Different Strategies, Shared Objectives
Although the three memory companies share a common interest in AI growth, each enters the partnership with distinct strategic goals.
SK Hynix currently holds a dominant position in NVIDIA's Rubin platform ecosystem and is expected to account for roughly 70% of HBM4 supply for the platform. HBM-related revenue has become a major profit driver for the company, with margins significantly exceeding those of conventional DRAM products. Deepening ties with Anthropic provides a pathway to secure long-term AI inference demand.
Samsung, meanwhile, experienced setbacks in the HBM market during 2024 and 2025 due to HBM3E yield challenges. The company returned to competitiveness with HBM4 production and has since secured key positions in AMD's next-generation AI accelerator platforms as well as a substantial share of Google's TPU-related memory demand. Supporting Anthropic helps Samsung diversify its AI customer portfolio beyond NVIDIA-centric opportunities.
Micron represents the smallest of the three participants by scale but arguably holds unique strategic value. As the only U.S.-based HBM manufacturer, Micron benefits from substantial support under the U.S. CHIPS Act and occupies an increasingly important position amid evolving geopolitical and semiconductor supply-chain considerations. The company's annualized HBM revenue run rate has expanded rapidly, reflecting strong demand from AI infrastructure deployments.
AI Competition Expands Beyond Models
The significance of this investment becomes even clearer when viewed within the broader transformation of the AI industry over the past 18 months.

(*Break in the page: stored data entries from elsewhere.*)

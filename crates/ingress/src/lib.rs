//! conveyor-ingress
//!
//! 作业受理入口：校验触发请求、幂等去重、持久化作业并发布
//! 初始投递消息。去重在作业创建之前完成，保留窗口内相同的
//! 命令类型加载荷只会产生一个作业。

use std::sync::Arc;

use tracing::{debug, info};

use conveyor_core::{
    command::CommandRegistry,
    errors::{ConveyorError, ConveyorResult},
    idempotency::{trigger_hash, IdempotencyRecord},
    models::{Job, JobEvent, TaskMessage},
    traits::{EventPublisher, JobStore, MessageQueue},
};

/// 一次触发请求
#[derive(Debug, Clone)]
pub struct EnqueueRequest {
    pub command_type: String,
    pub payload: serde_json::Value,
    /// 关联的业务资源标识（可选）
    pub resource_id: Option<String>,
    /// 不指定时使用配置的默认值
    pub max_attempts: Option<i32>,
}

impl EnqueueRequest {
    pub fn new(command_type: impl Into<String>, payload: serde_json::Value) -> Self {
        Self {
            command_type: command_type.into(),
            payload,
            resource_id: None,
            max_attempts: None,
        }
    }

    pub fn with_resource_id(mut self, resource_id: impl Into<String>) -> Self {
        self.resource_id = Some(resource_id.into());
        self
    }

    pub fn with_max_attempts(mut self, max_attempts: i32) -> Self {
        self.max_attempts = Some(max_attempts);
        self
    }
}

pub struct IngressService {
    job_store: Arc<dyn JobStore>,
    message_queue: Arc<dyn MessageQueue>,
    event_publisher: Arc<dyn EventPublisher>,
    registry: Arc<CommandRegistry>,
    job_queue: String,
    default_max_attempts: i32,
    dedup_window: chrono::Duration,
}

impl IngressService {
    pub fn new(
        job_store: Arc<dyn JobStore>,
        message_queue: Arc<dyn MessageQueue>,
        event_publisher: Arc<dyn EventPublisher>,
        registry: Arc<CommandRegistry>,
        job_queue: String,
        default_max_attempts: i32,
        dedup_window_hours: i64,
    ) -> Self {
        Self {
            job_store,
            message_queue,
            event_publisher,
            registry,
            job_queue,
            default_max_attempts,
            dedup_window: chrono::Duration::hours(dedup_window_hours),
        }
    }

    /// 受理触发请求，返回新建的作业
    ///
    /// 保留窗口内相同的命令类型加规范化载荷返回 `Duplicate`，
    /// 其中携带已有作业的标识。未注册的命令类型在受理时即被拒绝，
    /// 不会产生作业。
    pub async fn enqueue(&self, request: EnqueueRequest) -> ConveyorResult<Job> {
        if !self.registry.contains(&request.command_type) {
            return Err(ConveyorError::unknown_command(&request.command_type));
        }

        let max_attempts = request.max_attempts.unwrap_or(self.default_max_attempts);
        if max_attempts < 1 {
            return Err(ConveyorError::validation(format!(
                "max_attempts 必须 >= 1，当前为 {max_attempts}"
            )));
        }

        let hash = trigger_hash(&request.command_type, &request.payload);
        let job = Job::new(
            request.command_type.clone(),
            request.payload.clone(),
            request.resource_id.clone(),
            max_attempts,
        );

        // 原子查重插入：并发的相同触发只有一个会走到这之后
        let record = IdempotencyRecord::new(hash.clone(), job.id.clone());
        self.job_store
            .check_and_insert_idempotency(&record, self.dedup_window)
            .await?;
        debug!("触发哈希 {} 通过去重检查", hash);

        self.job_store.create_job(&job).await?;

        let task = TaskMessage::new(
            job.id.clone(),
            job.command_type.clone(),
            job.payload.clone(),
            max_attempts,
        );
        self.message_queue.publish(&self.job_queue, &task).await?;

        if let Err(e) = self
            .event_publisher
            .publish_event(&JobEvent::created(&job.id, &job.command_type))
            .await
        {
            tracing::warn!("发布作业创建事件失败: {}", e);
        }

        info!(
            "受理作业 {} ({})，最多 {} 次尝试",
            job.id, job.command_type, max_attempts
        );
        Ok(job)
    }

    /// 查询作业当前状态
    pub async fn get_job(&self, job_id: &str) -> ConveyorResult<Job> {
        self.job_store.get_job(job_id).await
    }

    /// 工作队列当前积压
    pub async fn queue_depth(&self) -> ConveyorResult<u32> {
        self.message_queue.queue_size(&self.job_queue).await
    }
}

#[cfg(test)]
mod tests {
    use super::*;
    use async_trait::async_trait;
    use conveyor_core::command::{Command, CommandContext};
    use conveyor_core::models::{JobEventType, JobStatus};
    use conveyor_infrastructure::{InMemoryBroker, InMemoryEventPublisher, InMemoryJobStore};
    use serde_json::json;

    struct NoopCommand;

    #[async_trait]
    impl Command for NoopCommand {
        async fn execute(&self, _ctx: &CommandContext) -> ConveyorResult<serde_json::Value> {
            Ok(json!({}))
        }
    }

    async fn service() -> (IngressService, Arc<InMemoryBroker>, Arc<InMemoryEventPublisher>) {
        let mut registry = CommandRegistry::new();
        registry.register("Noop", || Arc::new(NoopCommand)).unwrap();

        let broker = Arc::new(InMemoryBroker::new());
        broker.declare_queue("jobs").await.unwrap();
        let events = Arc::new(InMemoryEventPublisher::new());
        let service = IngressService::new(
            Arc::new(InMemoryJobStore::new()),
            broker.clone(),
            events.clone(),
            Arc::new(registry),
            "jobs".to_string(),
            3,
            24,
        );
        (service, broker, events)
    }

    #[tokio::test]
    async fn test_enqueue_creates_job_and_publishes() {
        let (service, broker, events) = service().await;

        let job = service
            .enqueue(EnqueueRequest::new("Noop", json!({"sku": "A-1"})))
            .await
            .unwrap();

        assert_eq!(job.status, JobStatus::Pending);
        assert_eq!(job.max_attempts, 3);

        let loaded = service.get_job(&job.id).await.unwrap();
        assert_eq!(loaded.id, job.id);

        let delivery = broker.consume_one("jobs").await.unwrap().unwrap();
        assert_eq!(delivery.task.job_id, job.id);
        assert_eq!(delivery.task.attempt, 1);
        assert_eq!(delivery.task.payload, json!({"sku": "A-1"}));

        let published = events.events().await;
        assert_eq!(published.len(), 1);
        assert_eq!(published[0].event_type, JobEventType::JobCreated);
    }

    #[tokio::test]
    async fn test_duplicate_trigger_rejected() {
        let (service, broker, _) = service().await;

        let first = service
            .enqueue(EnqueueRequest::new(
                "Noop",
                json!({"sku": "A-1", "qty": 2}),
            ))
            .await
            .unwrap();

        // 键顺序不同的等价载荷仍然算重复
        let err = service
            .enqueue(EnqueueRequest::new(
                "Noop",
                json!({"qty": 2, "sku": "A-1"}),
            ))
            .await
            .unwrap_err();
        match err {
            ConveyorError::Duplicate { job_id, .. } => assert_eq!(job_id, first.id),
            other => panic!("unexpected error: {other}"),
        }

        // 重复触发不产生第二条消息
        assert_eq!(broker.queue_size("jobs").await.unwrap(), 1);
    }

    #[tokio::test]
    async fn test_different_payload_is_not_duplicate() {
        let (service, _, _) = service().await;

        service
            .enqueue(EnqueueRequest::new("Noop", json!({"sku": "A-1"})))
            .await
            .unwrap();
        service
            .enqueue(EnqueueRequest::new("Noop", json!({"sku": "A-2"})))
            .await
            .unwrap();
    }

    #[tokio::test]
    async fn test_unknown_command_rejected_at_ingress() {
        let (service, broker, _) = service().await;

        let err = service
            .enqueue(EnqueueRequest::new("Missing", json!({})))
            .await
            .unwrap_err();
        assert!(matches!(err, ConveyorError::UnknownCommand { .. }));
        assert_eq!(broker.queue_size("jobs").await.unwrap(), 0);
    }

    #[tokio::test]
    async fn test_invalid_max_attempts_rejected() {
        let (service, _, _) = service().await;
        let err = service
            .enqueue(EnqueueRequest::new("Noop", json!({})).with_max_attempts(0))
            .await
            .unwrap_err();
        assert!(matches!(err, ConveyorError::Validation(_)));
    }

    #[tokio::test]
    async fn test_request_options() {
        let (service, _, _) = service().await;
        let job = service
            .enqueue(
                EnqueueRequest::new("Noop", json!({}))
                    .with_resource_id("listing-42")
                    .with_max_attempts(5),
            )
            .await
            .unwrap();
        assert_eq!(job.resource_id.as_deref(), Some("listing-42"));
        assert_eq!(job.max_attempts, 5);
    }
}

Anthropic's annualized revenue reportedly increased from approximately US$3 billion in early April to US$4.7 billion within less than two months, highlighting the accelerating adoption of its AI services. Its Claude model family has become one of the few advanced AI platforms available across multiple major cloud ecosystems, including Amazon Web Services, Google Cloud, and Microsoft Azure. Meanwhile, the rapid growth of Claude Code is reshaping the market for enterprise AI development tools.
At the same time, the focus of AI investment is shifting. While earlier competition centered on model performance, the industry is increasingly recognizing that long-term leadership depends on control of underlying infrastructure—including compute, memory, networking, and energy resources.
Hyperscale cloud providers, semiconductor manufacturers, and energy companies are increasingly becoming direct stakeholders in AI companies, signaling a broader trend toward vertical integration across the AI value chain.
From Microsoft's deep partnership with OpenAI to Google's investment in proprietary TPU development, and now the simultaneous investment by the world's three leading HBM manufacturers in Anthropic, the competitive landscape is evolving from a race to build the best AI model into a race to secure the most comprehensive AI infrastructure ecosystem.
The decision by Micron, Samsung, and SK Hynix—companies that have traditionally competed intensely in the memory market—to become shareholders in the same AI company sends a powerful signal. It underscores how critical advanced hardware infrastructure has become to the future of artificial intelligence and highlights the growing convergence between semiconductor manufacturing and AI platform development.
This investment is not the culmination of the AI era. Rather, it marks the beginning of a new phase in which control over infrastructure, supply chains, and strategic technology partnerships will play an increasingly decisive role in shaping the future AI ecosystem.